17 Temmuz 2014 Perşembe

TAHATTUR/ VESİKALI YARİM

Alnımdaki bıçak yarası
Senin yüzünden;
Tabakam senin yadigârın;
"İki elin kanda olsa gel" diyor
Telgrafın;
Nasıl unuturum seni ben,
Vesikalı yârim?

                           Orhan VELİ

 Keşke bu dizelerde kalsaydı bu şiir. Belki hiç yazılmayabilirdi de. Neden mi böyle saçmalıyorum; şimdi gel bu şiiri oku, sonra git Ö. Lütfi AKAD'ın 68 yapımı "Vesikalı Yarim" filmini izle. İzle ki ne izle...Halil ile Sabiha'nın olduramayacakları imkansız aşklarını izle. İzle ki için cız etsin, yaşama sevincini yitir. Bir sanat eseri bu kadar acı verir mi, vermeli mi; ne bileyim işte uğraşsın, araştırsın sanat tarihçileri, filozoflar. Hele ki o Sabiha'nın repliği yok mu;
"Çok eskiden rastlaşacaktık." deyişi alır beni götürür de götürür. Kızarım bazen kendime "Bu Türk filmlerini izleyip de ne buluyorum acaba?" diye, bırak derim; izle Hollywood filmlerini, sonra da ağzını yaya yaya, "Abi, adamlar yapıyor yeaaa" de "Türk sinemasından bi cacık olmaz yeaa" de.
 Belki de suç ne Orhan Veli'nin ne Ö. Lütfi AKAD'ın ne manav Halil'in ne de Sabiha'nın.
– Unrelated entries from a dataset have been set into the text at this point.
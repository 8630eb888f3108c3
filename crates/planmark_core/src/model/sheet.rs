//! Sheet domain model.
//!
//! # Responsibility
//! - Define the uploaded-document record issues anchor to.
//!
//! # Invariants
//! - `id` is stable and never reused for another sheet.
//! - Records are immutable after creation; there is no sheet update path.
//! - `content_ref` is opaque to the core; the bytes it points at are owned
//!   and parsed by the rendering collaborator.

use serde::{Deserialize, Serialize};
use uuid::Uuid;

/// Stable identifier for an uploaded sheet.
pub type SheetId = Uuid;

/// One uploaded document available for viewing and annotation.
#[derive(Debug, Clone, PartialEq, Eq, Serialize, Deserialize)]
pub struct Sheet {
    /// Stable sheet ID.
    pub id: SheetId,
    /// Display label, typically the original filename.
    pub name: String,
    /// Opaque URI valid for the process lifetime.
    pub content_ref: String,
    /// Unix epoch milliseconds, stamped once at upload.
    pub uploaded_at: i64,
}
//! Logging bootstrap.
//!
//! # Responsibility
//! - Initialize file-based rolling logs exactly once per process.
//!
//! # Invariants
//! - Initialization is idempotent for the same level and directory.
//! - Re-initialization with a different level or directory is rejected.
//! - Initialization never panics.

use flexi_logger::{Cleanup, Criterion, FileSpec, Logger, LoggerHandle, Naming, WriteMode};
use log::info;
use once_cell::sync::OnceCell;
use std::path::{Path, PathBuf};

const LOG_FILE_BASENAME: &str = "planmark";
const MAX_LOG_FILE_SIZE_BYTES: u64 = 10 * 1024 * 1024;
const MAX_LOG_FILES: usize = 5;

static LOGGING_STATE: OnceCell<LoggingState> = OnceCell::new();

struct LoggingState {
    level: &'static str,
    log_dir: PathBuf,
    _logger: LoggerHandle,
}

/// Initializes core logging with level and directory.
///
/// # Errors
/// - Returns an error when `level` is unsupported, when `log_dir` is empty,
///   non-absolute or cannot be created, when the logger backend fails to
///   start, or when logging is already active with a different
///   configuration.
pub fn init_logging(level: &str, log_dir: &str) -> Result<(), String> {
    let level = normalize_level(level)?;
    let log_dir = normalize_log_dir(log_dir)?;

    let state = LOGGING_STATE.get_or_try_init(|| start_logger(level, log_dir.clone()))?;
    if state.log_dir != log_dir {
        return Err(format!(
            "logging already initialized at `{}`; refusing to switch to `{}`",
            state.log_dir.display(),
            log_dir.display()
        ));
    }
    if state.level != level {
        return Err(format!(
            "logging already initialized with level `{}`; refusing to switch to `{}`",
            state.level, level
        ));
    }
    Ok(())
}

/// Returns `(level, log_dir)` when logging is active, `None` otherwise.
pub fn logging_status() -> Option<(&'static str, PathBuf)> {
    LOGGING_STATE
        .get()
        .map(|state| (state.level, state.log_dir.clone()))
}

/// Default log level for the current build mode: `debug` in debug builds,
/// `info` in release builds.
pub fn default_log_level() -> &'static str {
    if cfg!(debug_assertions) {
        "debug"
    } else {
        "info"
    }
}

fn start_logger(level: &'static str, log_dir: PathBuf) -> Result<LoggingState, String> {
    std::fs::create_dir_all(&log_dir).map_err(|err| {
        format!(
            "failed to create log directory `{}`: {err}",
            log_dir.display()
        )
    })?;

    let logger = Logger::try_with_str(level)
        .map_err(|err| format!("invalid log level `{level}`: {err}"))?
        .log_to_file(
            FileSpec::default()
                .directory(log_dir.as_path())
                .basename(LOG_FILE_BASENAME),
        )
        .rotate(
            Criterion::Size(MAX_LOG_FILE_SIZE_BYTES),
            Naming::Numbers,
            Cleanup::KeepLogFiles(MAX_LOG_FILES),
        )
        .write_mode(WriteMode::BufferAndFlush)
        .append()
        .format_for_files(flexi_logger::detailed_format)
        .start()
        .map_err(|err| format!("failed to start logger: {err}"))?;

    info!(
        "event=core_init module=core status=ok level={} log_dir={} version={}",
        level,
        log_dir.display(),
        env!("CARGO_PKG_VERSION")
    );

    Ok(LoggingState {
        level,
        log_dir,
        _logger: logger,
    })
}

fn normalize_level(level: &str) -> Result<&'static str, String> {
    match level.trim().to_ascii_lowercase().as_str() {
        "trace" => Ok("trace"),
        "debug" => Ok("debug"),
        "info" => Ok("info"),
        "warn" | "warning" => Ok("warn"),
        "error" => Ok("error"),
        other => Err(format!(
            "unsupported log level `{other}`; expected trace|debug|info|warn|error"
        )),
    }
}

fn normalize_log_dir(log_dir: &str) -> Result<PathBuf, String> {
    let trimmed = log_dir.trim();
    if trimmed.is_empty() {
        return Err("log_dir cannot be empty".to_string());
    }
    let path = Path::new(trimmed);
    if !path.is_absolute() {
        return Err(format!("log_dir must be an absolute path, got `{trimmed}`"));
    }
    Ok(path.to_path_buf())
}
Suç bizim yaşadıklarımız belki. Bizimle filmle geçmişimiz arasında kurduğumuz bağda.
 Halbuki ters benim yaşadıklarıma bu replik; çünkü, "Çok eskiden rastlaşacaktık." sözü benim içimdeki en büyük yaradır. Çok eskiden rastlamıştım ben insanların en güzeline; fakat kıymet bilemedim, fena çuvalladım. Şimdi istesem de-ki nasıl isterim-bir araya gelemeyiz imkansızdır hem de nasıl imkansızdır.
 Dedim ya çocuktum sen de 13-14 ben diyeyim 23-24 ne fark eder. Saçmaladıktan sonra insan, çuvalla hata yaptıktan sonra elindekinin kıymetini bilemedikten sonra, "Pişmanım." dese kaç yazar. 
 Giden gitmiştir ilk başlarda kıymetini anlamamışsındır; çünkü kendince de birtakım nedenlerin vardır; ama çocuksundur ve bu nedenlerin hiçbiri senin çözebileceğin kadar basit değildir. Kaçmayı, unutmayı tercih edersin; kolay olanı yani sevdiğin ve seni seven kişiyi yüzüstü bırakıp gitmeyi seçersin. Seçersin de aklın çok sonra dank eder; ama nafile, giden gitmiştir.Filmde Sabiha'nın dediğinin aksine keşke-ama defalarca keşke-erken değil de geç rastlasaydık birbirimize derim, bir derin pişmanlık duyarım, bir cigara yakarım, geçer (mi geçmez.)
 Şimdi kazanan o, kendisini hayatta yarı yolda bırakmış birisinden kurtulmuştur.
 Sense kaybedenlerin en sağlamından kaybetmişsindir. Ne diyelim, "Kendi düşen ağlamazmış."
 Peki ya ağlıyorsak onun da çaresi yoktur be.Yitip gitmiştir tüm güzellikler. Ne diyelim, "Allah kurtarsın !!"

 -

16 Temmuz 2014 Çarşamba

SONSUZ MAVİLİKTE

Şimdi sessiziz ,sedasızız
Çıkmaz istesek de
Oysa öyle miydi bir vakitler?
Coşardık çocukca.
Bilmezdik,
En mutlu zamanlarımız olduğunu,
Uzun uzun bakardık,
Sesimiz çıkmazdı,
Konuşamaz, utanırdık.

Çok zaman geçti,
Zaman bizi ezdi.
Bildik sevginin kıymetin,
Sevemedikçe hayatta. 

Aramızda;
Şimdi yollar var, 
Şimdi yıllar var,
Dağlar var; amma,
Denizler yok.
Denizin mavisi var,
Umudu var, içimizde.
Belki sarılırız birbirimize,
Seyrederiz birlikte.
Sonsuz mavilikte,
El ele;
Tenlerimiz lekeli, 
Ellerimiz buruş buruş...
 
Sonsuzluk, mavilikte;
Biz, sonsuzlukta;
Birlikte...


7 Temmuz 2014 Pazartesi

Herkes seni sen zanneder.
Senin sen olmadığını bile bilmeden,
Sen bile..
Seni ben geçerken,
Derim ki,
Saati sorduklarında;
Onu ”O” geçiyordur.
Kimse anlam veremez.
Tamir ettirmedin gitti derler şu saati.
Ettirmek istiyor musun demezler.

Bir bozuk saattir yüreğim, hep sende durur.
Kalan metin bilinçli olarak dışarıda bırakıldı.